### Exercise instructions
Render every entry exactly as it appears.

### Data for this task
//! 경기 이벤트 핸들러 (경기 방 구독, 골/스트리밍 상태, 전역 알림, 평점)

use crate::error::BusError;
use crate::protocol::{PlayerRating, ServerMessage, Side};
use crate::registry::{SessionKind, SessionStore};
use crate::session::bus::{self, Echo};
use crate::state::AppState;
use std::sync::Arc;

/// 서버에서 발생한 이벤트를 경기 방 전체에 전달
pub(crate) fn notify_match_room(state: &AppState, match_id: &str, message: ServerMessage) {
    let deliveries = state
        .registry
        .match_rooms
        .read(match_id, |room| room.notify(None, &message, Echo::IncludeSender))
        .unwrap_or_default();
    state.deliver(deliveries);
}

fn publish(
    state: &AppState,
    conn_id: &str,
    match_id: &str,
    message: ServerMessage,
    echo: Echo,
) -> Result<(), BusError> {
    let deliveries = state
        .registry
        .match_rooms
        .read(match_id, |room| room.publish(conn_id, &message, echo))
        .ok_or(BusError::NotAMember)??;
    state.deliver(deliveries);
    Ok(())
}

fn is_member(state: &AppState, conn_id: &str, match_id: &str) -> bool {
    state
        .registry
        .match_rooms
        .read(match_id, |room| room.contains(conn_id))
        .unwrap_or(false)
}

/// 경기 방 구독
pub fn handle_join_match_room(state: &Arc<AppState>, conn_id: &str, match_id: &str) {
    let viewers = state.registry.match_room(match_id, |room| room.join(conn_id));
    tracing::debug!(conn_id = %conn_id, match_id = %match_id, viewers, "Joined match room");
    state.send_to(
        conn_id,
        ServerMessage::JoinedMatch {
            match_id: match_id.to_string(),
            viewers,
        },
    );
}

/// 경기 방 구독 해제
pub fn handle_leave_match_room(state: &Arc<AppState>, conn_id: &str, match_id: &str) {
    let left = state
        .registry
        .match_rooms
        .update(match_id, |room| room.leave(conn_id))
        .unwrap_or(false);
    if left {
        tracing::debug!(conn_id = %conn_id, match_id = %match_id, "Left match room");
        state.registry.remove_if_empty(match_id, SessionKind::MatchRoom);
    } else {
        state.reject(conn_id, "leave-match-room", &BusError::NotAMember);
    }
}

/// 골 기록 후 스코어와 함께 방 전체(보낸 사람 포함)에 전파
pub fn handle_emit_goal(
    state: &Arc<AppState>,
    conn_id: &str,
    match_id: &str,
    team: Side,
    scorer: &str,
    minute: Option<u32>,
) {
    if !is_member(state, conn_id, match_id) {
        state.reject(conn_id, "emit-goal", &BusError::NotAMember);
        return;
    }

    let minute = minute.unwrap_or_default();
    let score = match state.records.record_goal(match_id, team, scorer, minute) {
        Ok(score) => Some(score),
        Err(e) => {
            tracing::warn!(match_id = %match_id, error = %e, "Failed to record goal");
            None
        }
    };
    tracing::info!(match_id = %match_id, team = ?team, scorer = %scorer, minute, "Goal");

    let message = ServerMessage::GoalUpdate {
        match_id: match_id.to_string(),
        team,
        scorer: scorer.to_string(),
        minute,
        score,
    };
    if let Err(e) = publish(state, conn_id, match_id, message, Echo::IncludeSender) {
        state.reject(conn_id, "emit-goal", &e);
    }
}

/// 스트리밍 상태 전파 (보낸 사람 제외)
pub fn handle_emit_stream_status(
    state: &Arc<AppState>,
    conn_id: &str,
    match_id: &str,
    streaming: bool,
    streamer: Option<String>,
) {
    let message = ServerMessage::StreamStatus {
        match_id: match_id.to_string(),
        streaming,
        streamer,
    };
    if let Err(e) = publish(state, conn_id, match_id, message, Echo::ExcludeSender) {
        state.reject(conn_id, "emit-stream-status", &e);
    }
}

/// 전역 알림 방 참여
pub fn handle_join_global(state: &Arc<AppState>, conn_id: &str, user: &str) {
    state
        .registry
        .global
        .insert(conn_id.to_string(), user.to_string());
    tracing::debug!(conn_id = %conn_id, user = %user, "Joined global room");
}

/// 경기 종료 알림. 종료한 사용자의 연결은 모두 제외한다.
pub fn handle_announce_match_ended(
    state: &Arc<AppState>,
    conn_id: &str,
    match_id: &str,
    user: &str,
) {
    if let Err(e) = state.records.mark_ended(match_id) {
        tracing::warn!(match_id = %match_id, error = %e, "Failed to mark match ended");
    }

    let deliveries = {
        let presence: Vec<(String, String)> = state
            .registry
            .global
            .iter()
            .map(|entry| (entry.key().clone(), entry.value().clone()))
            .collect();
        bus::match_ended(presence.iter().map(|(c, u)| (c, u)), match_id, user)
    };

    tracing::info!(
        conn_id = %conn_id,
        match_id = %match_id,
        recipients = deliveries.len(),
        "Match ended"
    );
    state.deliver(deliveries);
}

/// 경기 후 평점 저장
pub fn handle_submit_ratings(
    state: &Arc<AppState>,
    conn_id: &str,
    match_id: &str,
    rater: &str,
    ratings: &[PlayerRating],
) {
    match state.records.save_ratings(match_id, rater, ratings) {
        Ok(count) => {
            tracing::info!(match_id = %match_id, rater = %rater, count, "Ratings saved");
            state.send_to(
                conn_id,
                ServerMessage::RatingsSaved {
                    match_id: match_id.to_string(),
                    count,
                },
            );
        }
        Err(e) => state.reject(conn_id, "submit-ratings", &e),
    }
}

### Response box
//! 경기 이벤트 핸들러 (경기 방 구독, 골/스트리밍 상태, 전역 알림, 평점)

use crate::error::BusError;
use crate::protocol::{PlayerRating, ServerMessage, Side};
use crate::registry::{SessionKind, SessionStore};
use crate::session::bus::{self, Echo};
use crate::state::AppState;
use std::sync::Arc;

/// 서버에서 발생한 이벤트를 경기 방 전체에 전달
pub(crate) fn notify_match_room(state: &AppState, match_id: &str, message: ServerMessage) {
    let deliveries = state
        .registry
        .match_rooms
        .read(match_id, |room| room.notify(None, &message, Echo::IncludeSender))
        .unwrap_or_default();
    state.deliver(deliveries);
}

fn publish(
    state: &AppState,
    conn_id: &str,
    match_id: &str,
    message: ServerMessage,
    echo: Echo,
) -> Result<(), BusError> {
    let deliveries = state
        .registry
        .match_rooms
        .read(match_id, |room| room.publish(conn_id, &message, echo))
        .ok_or(BusError::NotAMember)??;
    state.deliver(deliveries);
    Ok(())
}

fn is_member(state: &AppState, conn_id: &str, match_id: &str) -> bool {
    state
        .registry
        .match_rooms
        .read(match_id, |room| room.contains(conn_id))
        .unwrap_or(false)
}

/// 경기 방 구독
pub fn handle_join_match_room(state: &Arc<AppState>, conn_id: &str, match_id: &str) {
    let viewers = state.registry.match_room(match_id, |room| room.join(conn_id));
    tracing::debug!(conn_id = %conn_id, match_id = %match_id, viewers, "Joined match room");
    state.send_to(
        conn_id,
        ServerMessage::JoinedMatch {
            match_id: match_id.to_string(),
            viewers,
        },
    );
}

/// 경기 방 구독 해제
pub fn handle_leave_match_room(state: &Arc<AppState>, conn_id: &str, match_id: &str) {
    let left = state
        .registry
        .match_rooms
        .update(match_id, |room| room.leave(conn_id))
        .unwrap_or(false);
    if left {
        tracing::debug!(conn_id = %conn_id, match_id = %match_id, "Left match room");
        state.registry.remove_if_empty(match_id, SessionKind::MatchRoom);
    } else {
        state.reject(conn_id, "leave-match-room", &BusError::NotAMember);
    }
}

/// 골 기록 후 스코어와 함께 방 전체(보낸 사람 포함)에 전파
pub fn handle_emit_goal(
    state: &Arc<AppState>,
    conn_id: &str,
    match_id: &str,
    team: Side,
    scorer: &str,
    minute: Option<u32>,
) {
    if !is_member(state, conn_id, match_id) {
        state.reject(conn_id, "emit-goal", &BusError::NotAMember);
        return;
    }

    let minute = minute.unwrap_or_default();
    let score = match state.records.record_goal(match_id, team, scorer, minute) {
        Ok(score) => Some(score),
        Err(e) => {
            tracing::warn!(match_id = %match_id, error = %e, "Failed to record goal");
            None
        }
    };
    tracing::info!(match_id = %match_id, team = ?team, scorer = %scorer, minute, "Goal");

    let message = ServerMessage::GoalUpdate {
        match_id: match_id.to_string(),
        team,
        scorer: scorer.to_string(),
        minute,
        score,
    };
    if let Err(e) = publish(state, conn_id, match_id, message, Echo::IncludeSender) {
        state.reject(conn_id, "emit-goal", &e);
    }
}

/// 스트리밍 상태 전파 (보낸 사람 제외)
pub fn handle_emit_stream_status(
    state: &Arc<AppState>,
    conn_id: &str,
    match_id: &str,
    streaming: bool,
    streamer: Option<String>,
) {
    let message = ServerMessage::StreamStatus {
        match_id: match_id.to_string(),
        streaming,
        streamer,
    };
    if let Err(e) = publish(state, conn_id, match_id, message, Echo::ExcludeSender) {
        state.reject(conn_id, "emit-stream-status", &e);
    }
}

/// 전역 알림 방 참여
pub fn handle_join_global(state: &Arc<AppState>, conn_id: &str, user: &str) {
    state
        .registry
        .global
        .insert(conn_id.to_string(), user.to_string());
    tracing::debug!(conn_id = %conn_id, user = %user, "Joined global room");
}

/// 경기 종료 알림. 종료한 사용자의 연결은 모두 제외한다.
pub fn handle_announce_match_ended(
    state: &Arc<AppState>,
    conn_id: &str,
    match_id: &str,
    user: &str,
) {
    if let Err(e) = state.records.mark_ended(match_id) {
        tracing::warn!(match_id = %match_id, error = %e, "Failed to mark match ended");
    }

    let deliveries = {
        let presence: Vec<(String, String)> = state
            .registry
            .global
            .iter()
            .map(|entry| (entry.key().clone(), entry.value().clone()))
            .collect();
        bus::match_ended(presence.iter().map(|(c, u)| (c, u)), match_id, user)
    };

    tracing::info!(
        conn_id = %conn_id,
        match_id = %match_id,
        recipients = deliveries.len(),
        "Match ended"
    );
    state.deliver(deliveries);
}

/// 경기 후 평점 저장
pub fn handle_submit_ratings(
    state: &Arc<AppState>,
    conn_id: &str,
    match_id: &str,
    rater: &str,
    ratings: &[PlayerRating],
) {
    match state.records.save_ratings(match_id, rater, ratings) {
        Ok(count) => {
            tracing::info!(match_id = %match_id, rater = %rater, count, "Ratings saved");
            state.send_to(
                conn_id,
                ServerMessage::RatingsSaved {
                    match_id: match_id.to_string(),
                    count,
                },
            );
        }
        Err(e) => state.reject(conn_id, "submit-ratings", &e),
    }
}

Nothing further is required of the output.